The Role for Glutamic Acid at Position 196 in Human Hypoxanthine Phosphoribosyltransferase (HPRT) as Investigated Using Site-Directed Mutagenesis

• Published in: Nucleosides, nucleotides & nucleic acids Vol. 27; no. 6-7; pp. 894 - 899
• Main Authors: Canyuk, B., E-Wan, A., Keawwijit, W., Nualnoi, T., Sirisatean, L., Tansakul, P., Tanthana, C.
• Format: Journal Article
• Language: English
• Published: United States Taylor & Francis Group 01.06.2008
• Subjects: Catalysis; Dimerization; E196; functional role; Glutamic Acid - genetics; Glutamic Acid - metabolism; glutamic acid 196; Guanosine Monophosphate - metabolism; Human HPRT; Humans; Hypoxanthine Phosphoribosyltransferase - chemistry; Hypoxanthine Phosphoribosyltransferase - genetics; Hypoxanthine Phosphoribosyltransferase - metabolism; Kinetics; LND; Mutagenesis, Site-Directed; Mutant Proteins - chemistry; Mutant Proteins - genetics; Mutant Proteins - metabolism; Protein Structure, Quaternary; Recombinant Proteins - chemistry; Recombinant Proteins - genetics; Recombinant Proteins - metabolism; Sepharose - metabolism
• ISSN: 1525-7770; 1532-2335
• DOI: 10.1080/15257770802146593

The crystal structure of human HPRT reveals the involvement of E196 side chain at the A-B dimer interface.

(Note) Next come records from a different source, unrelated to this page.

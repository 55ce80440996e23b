// Route exports
pub mod recommend;

use actix_web::web;

pub fn configure_routes(cfg: &mut web::ServiceConfig) {
    cfg.service(web::scope("/api/v1").configure(recommend::configure))
        // The frontend probes /health without the API prefix
        .route("/health", web::get().to(recommend::health_check));
}
mod config;
mod core;
mod models;
mod routes;
mod services;

use actix_cors::Cors;
use actix_web::{error, http::StatusCode, middleware, web, App, HttpResponse, HttpServer};
use crate::config::Settings;
use crate::core::Ranker;
use crate::routes::recommend::AppState;
use crate::services::{
    backend_from_settings, CatalogCache, CatalogStore, PreferenceAnalyzer, SearchLogger,
};
use std::sync::Arc;
use std::time::Duration;
use tracing::{error, info};

/// JSON error response for JSON payload errors
#[derive(Debug, serde::Serialize)]
pub struct JsonError {
    pub error: String,
    pub message: String,
    pub status_code: u16,
}

impl std::fmt::Display for JsonError {
    fn fmt(&self, f: &mut std::fmt::Formatter<'_>) -> std::fmt::Result {
        write!(f, "{}: {}", self.error, self.message)
    }
}

impl std::error::Error for JsonError {}

impl error::ResponseError for JsonError {
    fn error_response(&self) -> HttpResponse {
        HttpResponse::build(StatusCode::from_u16(self.status_code).unwrap_or(StatusCode::BAD_REQUEST))
            .content_type("application/json")
            .body(serde_json::to_string(self).unwrap_or_default())
    }
}

/// Handle JSON payload errors
pub fn handle_json_payload_error(
    err: error::JsonPayloadError,
    req: &actix_web::HttpRequest,
) -> actix_web::Error {
    tracing::info!("JSON payload error on {}: {}", req.path(), err);
    JsonError {
        error: "invalid_json".to_string(),
        message: format!("Invalid JSON: {}", err),
        status_code: 400,
    }
    .into()
}

#[actix_web::main]
async fn main() -> std::io::Result<()> {
    // Load .env file if present
    dotenv::dotenv().ok();

    // Initialize logging
    let log_level = std::env::var("LOG_LEVEL").unwrap_or_else(|_| "info".to_string());
    let log_format = std::env::var("LOG_FORMAT").unwrap_or_else(|_| "json".to_string());

    let subscriber = tracing_subscriber::fmt()
        .with_env_filter(
            tracing_subscriber::EnvFilter::try_from_default_env()
                .unwrap_or_else(|_| tracing_subscriber::EnvFilter::new(log_level)),
        )
        .with_target(false)
        .with_level(true);

    if log_format == "pretty" {
        subscriber.pretty().init();
    } else {
        subscriber.init();
    }

    info!("Starting AIEat recommendation engine...");

    // Load configuration
    let settings = Settings::load().unwrap_or_else(|e| {
        error!("Failed to load configuration: {}", e);
        panic!("Configuration error: {}", e);
    });

    info!("Configuration loaded successfully");

    // Connect to SQLite and warm the catalog snapshot
    let db_max_conn = settings.database.max_connections.unwrap_or(5);
    let store = CatalogStore::connect(&settings.database.url, db_max_conn)
        .await
        .unwrap_or_else(|e| {
            error!("Failed to open database {}: {}", settings.database.url, e);
            panic!("Database error: {}", e);
        });

    let logger = SearchLogger::new(store.pool().clone())
        .await
        .unwrap_or_else(|e| {
            error!("Failed to initialize search history: {}", e);
            panic!("Database error: {}", e);
        });

    let catalog = Arc::new(CatalogCache::new(store).await.unwrap_or_else(|e| {
        error!("Failed to load catalog: {}", e);
        panic!("Database error: {}", e);
    }));

    info!(
        "Catalog loaded: {} restaurants",
        catalog.snapshot().await.len()
    );

    // Initialize the preference analyzer with the configured LLM backend
    let backend = backend_from_settings(&settings.interpreter);
    let analyzer = Arc::new(PreferenceAnalyzer::with_cache(
        backend,
        Duration::from_secs(settings.interpreter.timeout_secs),
        settings.interpreter.cache_size,
        Duration::from_secs(settings.interpreter.cache_ttl_secs),
    ));

    info!(
        "Preference analyzer initialized (backend: {}, timeout: {}s)",
        analyzer.backend_name(),
        settings.interpreter.timeout_secs
    );

    let ranker = Ranker::new(settings.ranking.score_threshold, settings.ranking.top_n);

    // Build application state
    let app_state = AppState {
        catalog,
        analyzer,
        logger,
        ranker,
    };

    // Configure HTTP server
    let host = settings.server.host.clone();
    let port = settings.server.port;
    let workers = settings.server.workers.unwrap_or(4);

    info!("Starting HTTP server on {}:{}", host, port);

    HttpServer::new(move || {
        let cors = Cors::permissive();

        App::new()
            .app_data(web::Data::new(app_state.clone()))
            .app_data(web::JsonConfig::default().error_handler(handle_json_payload_error))
            .wrap(cors)
            .wrap(middleware::Logger::default())
            .wrap(middleware::Compress::default())
            .configure(routes::configure_routes)
    })
    .workers(workers)
    .bind((host, port))?
    .run()
    .await
}
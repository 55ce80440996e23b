use serde::{Deserialize, Serialize};

use crate::models::domain::{PreferenceAnalysis, ScoredCandidate};

/// One recommendation as returned to the client: the full catalog record
/// flattened with its match score and reasons.
#[derive(Debug, Clone, Serialize, Deserialize)]
pub struct RecommendedRestaurant {
    pub name_en: String,
    pub name_zh: String,
    pub cuisine_en: String,
    pub cuisine_zh: String,
    pub district_en: String,
    pub district_zh: String,
    pub address_en: String,
    pub address_zh: String,
    pub price: String,
    pub phone: String,
    pub opening_hours_en: String,
    pub opening_hours_zh: String,
    pub description_en: String,
    pub description_zh: String,
    pub popular_dishes_en: String,
    pub popular_dishes_zh: String,
    pub rating_smile: String,
    pub rating_ok: String,
    pub rating_cry: String,
    pub url: String,
    pub match_score: i32,
    pub match_reasons: Vec<String>,
}

impl From<ScoredCandidate> for RecommendedRestaurant {
    fn from(candidate: ScoredCandidate) -> Self {
        let r = candidate.restaurant;
        let text = |v: Option<String>| v.unwrap_or_default();
        Self {
            name_en: text(r.name_en),
            name_zh: text(r.name_zh),
            cuisine_en: text(r.cuisine_en),
            cuisine_zh: text(r.cuisine_zh),
            district_en: text(r.district_en),
            district_zh: text(r.district_zh),
            address_en: text(r.address_en),
            address_zh: text(r.address_zh),
            price: text(r.price),
            phone: text(r.phone),
            opening_hours_en: text(r.opening_hours_en),
            opening_hours_zh: text(r.opening_hours_zh),
            description_en: text(r.description_en),
            description_zh: text(r.description_zh),
            popular_dishes_en: text(r.popular_dishes_en),
            popular_dishes_zh: text(r.popular_dishes_zh),
            rating_smile: r.rating_smile.unwrap_or_else(|| "0".to_string()),
            rating_ok: r.rating_ok.unwrap_or_else(|| "0".to_string()),
            rating_cry: r.rating_cry.unwrap_or_else(|| "0".to_string()),
            url: text(r.url),
            match_score: candidate.score,
            match_reasons: candidate.reasons,
        }
    }
}

/// Response for the recommend endpoint
#[derive(Debug, Clone, Serialize, Deserialize)]
pub struct RecommendResponse {
    pub success: bool,
    pub recommendations: Vec<RecommendedRestaurant>,
    pub analysis: PreferenceAnalysis,
    pub total_matches: usize,
}

/// Health check response
#[derive(Debug, Clone, Serialize, Deserialize)]
pub struct HealthResponse {
    pub status: String,
    pub version: String,
    pub ai_service: String,
    pub ai_status: String,
    pub restaurants_loaded: usize,
    pub timestamp: chrono::DateTime<chrono::Utc>,
}

/// Response for a catalog refresh
#[derive(Debug, Clone, Serialize, Deserialize)]
pub struct RefreshResponse {
    pub success: bool,
    pub restaurants_loaded: usize,
}

/// Error response
#[derive(Debug, Clone, Serialize, Deserialize)]
pub struct ErrorResponse {
    pub error: String,
    pub message: String,
    pub status_code: u16,
}
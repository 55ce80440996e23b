//! AIEat Engine - restaurant recommendation service for Hong Kong diners
//!
//! This library turns a free-text dining preference into a ranked list of
//! restaurants. An LLM backend extracts structured preferences from the
//! text, a taxonomy expander widens cuisine terms into searchable keyword
//! families, and an additive scoring engine ranks the catalog against the
//! result.

pub mod config;
pub mod core;
pub mod models;
pub mod routes;
pub mod services;

// Re-export commonly used types
pub use crate::core::{expand, score_restaurant, RankResult, Ranker};
pub use crate::models::{
    PreferenceAnalysis, RecommendQuery, RecommendRequest, RecommendResponse, Restaurant,
    ScoredCandidate,
};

Interference by valine substitution at this position (E196V), as identified in patients with Lesch-Nyhan disease, nearly abolishes enzymatic activity. Kinetic analysis of the active mutants (E196A, E196D, E196Q, and E196R) suggests that interaction between K68 and E196 side chains contributes to stabilization of cis-configuration during the catalytic cycle. The study also provides further insight into the role of A-B dimer interactions relating to K68 in the regulation of cis-trans isomerization that potentially governs the rate-limiting steps in the HPRT reaction.